God I can't wait to have my phone textbombed every night
his ringtone is the jonas brothers. get me the fuck out of here NOW.
Was just grinding with my bio TA. She asked why i wasnt studying
Her boobs looked like leather oven mitts. No more cougar hunting for awhile.
I've been meaning to ask you. The first night in the city did we do key bumps with a suicidal homeless man? My memory is fuzzy
He made me meet him in the baby department of walmart where he was waiting with his pregnant girlfriend. Time for a new dealer
So my mom and I were talking about what I should get you for christmas. She made it clear I cannot get christmas lingerie.
I called him and he said hell call me back hes in the middle of his kareokee song he was out by himself and his dog
This coke is making my nose hairs dance. That good.
I just burped smoke on the bus. Hello 6:48am
Somebody really needs to come home and pick up the used condom from the middle of the wood room floor. It's blue, if that helps decide who comes - uh, home.
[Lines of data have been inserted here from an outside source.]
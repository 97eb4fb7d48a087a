//! Guardrails-engine lexicon
//!
//! Pattern entries are regexes compiled once by the engine; phrase entries
//! are lowercase substring matches.

use serde::{Deserialize, Serialize};

use super::strings;

/// One technical-term rewrite applied by the sanitizer.
#[derive(Debug, Clone, PartialEq, Eq, Serialize, Deserialize)]
pub struct TermRewrite {
    pub from: String,
    pub to: String,
}

impl TermRewrite {
    fn new(from: &str, to: &str) -> Self {
        Self {
            from: from.to_string(),
            to: to.to_string(),
        }
    }
}

/// Pattern tables driving patient-response validation and sanitization.
#[derive(Debug, Clone, Serialize, Deserialize)]
pub struct GuardrailLexicon {
    /// Advice-giving and dangerous-advice regexes. A simulated patient must
    /// never give clinical advice; hits are critical.
    pub advice_patterns: Vec<String>,
    /// PII / credential leakage regexes. Hits are critical.
    pub pii_patterns: Vec<String>,
    /// Adult-register phrases implausible for a minor persona.
    pub adult_register_phrases: Vec<String>,
    /// Culturally insensitive phrases, blocked at high severity.
    pub cultural_blocklist: Vec<String>,
    /// Known symptom tokens for subset-of-persona extraction.
    pub symptom_vocabulary: Vec<String>,
    /// Known medication tokens for subset-of-persona extraction.
    pub medication_vocabulary: Vec<String>,
    pub anxious_tone_words: Vec<String>,
    pub calm_tone_words: Vec<String>,
    pub frustrated_tone_words: Vec<String>,
    /// At least one of these must appear for a response to count as
    /// healthcare-relevant.
    pub healthcare_context_terms: Vec<String>,
    /// A patient speaking like the clinician crosses the professional boundary.
    pub boundary_violation_phrases: Vec<String>,
    pub profanity: Vec<String>,
    /// Role-marker / system-prompt leakage regexes stripped by the sanitizer.
    pub role_marker_patterns: Vec<String>,
    /// Overly technical terms rewritten to patient-friendly synonyms.
    pub plain_language_rewrites: Vec<TermRewrite>,
    /// Non-constructive words that fail the feedback phrasing filter.
    pub harsh_feedback_words: Vec<String>,
}

impl Default for GuardrailLexicon {
    fn default() -> Self {
        Self {
            advice_patterns: strings(&[
                r"(?i)\byou should take\b",
                r"(?i)\bi recommend\b",
                r"(?i)\byou need to take\b",
                r"(?i)\bincrease your dose\b",
                r"(?i)\bstop taking (?:your |the )?medication\b",
                r"(?i)\bignore (?:your |the )?symptoms\b",
                r"(?i)\bavoid medical care\b",
                r"(?i)\byou don't need a doctor\b",
            ]),
            pii_patterns: strings(&[
                r"\b\d{3}-\d{2}-\d{4}\b",
                r"\b\d{3}-\d{3}-\d{4}\b",
                r"\b[A-Za-z0-9._%+-]+@[A-Za-z0-9.-]+\.[A-Za-z]{2,}\b",
                r"(?i)\bmy password is\b",
                r"(?i)\bmy social security\b",
                r"\b(?:\d[ -]*?){13,16}\b",
            ]),
            adult_register_phrases: strings(&[
                "my wife",
                "my husband",
                "my grandchildren",
                "back in my day",
                "when i was your age",
                "my mortgage",
                "at the office",
            ]),
            cultural_blocklist: strings(&[
                "you people",
                "your kind",
                "those people",
                "not from here",
                "that's just your culture",
            ]),
            symptom_vocabulary: strings(&[
                "headache",
                "nausea",
                "dizziness",
                "fatigue",
                "chest pain",
                "shortness of breath",
                "cough",
                "fever",
                "rash",
                "swelling",
                "numbness",
                "palpitations",
                "wheezing",
                "insomnia",
                "back pain",
            ]),
            medication_vocabulary: strings(&[
                "metformin",
                "insulin",
                "lisinopril",
                "amlodipine",
                "salbutamol",
                "ventolin",
                "aspirin",
                "ibuprofen",
                "paracetamol",
                "atorvastatin",
                "warfarin",
                "omeprazole",
            ]),
            anxious_tone_words: strings(&[
                "worried",
                "scared",
                "afraid",
                "nervous",
                "anxious",
                "panicking",
                "terrified",
                "can't stop thinking",
            ]),
            calm_tone_words: strings(&[
                "fine",
                "okay",
                "no problem",
                "relaxed",
                "not worried",
                "comfortable",
                "all good",
            ]),
            frustrated_tone_words: strings(&[
                "fed up",
                "annoyed",
                "frustrated",
                "sick of",
                "angry",
                "waste of time",
            ]),
            healthcare_context_terms: strings(&[
                "doctor",
                "nurse",
                "pain",
                "symptom",
                "medication",
                "medicine",
                "hospital",
                "appointment",
                "treatment",
                "health",
                "feel",
                "feeling",
                "sick",
                "better",
                "worse",
                "test",
            ]),
            boundary_violation_phrases: strings(&[
                "as your doctor",
                "my diagnosis is",
                "i'm prescribing",
                "my medical opinion",
                "let me examine you",
            ]),
            profanity: strings(&["damn", "hell", "crap", "bloody", "stupid idiot"]),
            role_marker_patterns: strings(&[
                r"(?im)^\s*(?:system|assistant|user)\s*:\s*",
                r"(?i)\bas an ai(?: language model)?\b[^.!?]*[.!?]?",
                r"(?i)\[/?inst\]",
                r"(?i)<\|[a-z_]+\|>",
                r"(?i)\bmy instructions say\b[^.!?]*[.!?]?",
            ]),
            plain_language_rewrites: vec![
                TermRewrite::new("myocardial infarction", "heart attack"),
                TermRewrite::new("cerebrovascular accident", "stroke"),
                TermRewrite::new("hypertension", "high blood pressure"),
                TermRewrite::new("hyperlipidemia", "high cholesterol"),
                TermRewrite::new("analgesic", "pain reliever"),
                TermRewrite::new("antipyretic", "fever reducer"),
                TermRewrite::new("renal", "kidney"),
                TermRewrite::new("hepatic", "liver"),
            ],
            harsh_feedback_words: strings(&[
                "terrible",
                "awful",
                "hopeless",
                "useless",
                "pathetic",
                "failure",
                "incompetent",
                "worst",
            ]),
        }
    }
}

#[cfg(test)]
mod tests {
    use super::*;

    #[test]
    fn default_tables_are_populated() {
        let lexicon = GuardrailLexicon::default();
        assert!(!lexicon.advice_patterns.is_empty());
        assert!(!lexicon.pii_patterns.is_empty());
        assert!(!lexicon.plain_language_rewrites.is_empty());
    }

    #[test]
    fn rewrites_are_lowercase_keys() {
        for rewrite in GuardrailLexicon::default().plain_language_rewrites {
            assert_eq!(rewrite.from, rewrite.from.to_lowercase());
        }
    }
}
He said he wanted to start giving out "sex souvenirs". I got a poster with a penguin on it.
Dear God, please let me get my period. And if this one is fiercer than usual I completely understand.
Being sober is no fun. Karaoke and not wearing pants are not socially acceptable things to do anymore and this depresses me.
Do you think it would be weird to add her on Facebook?
You just commited a felony act together, I honestly think we're beyond this.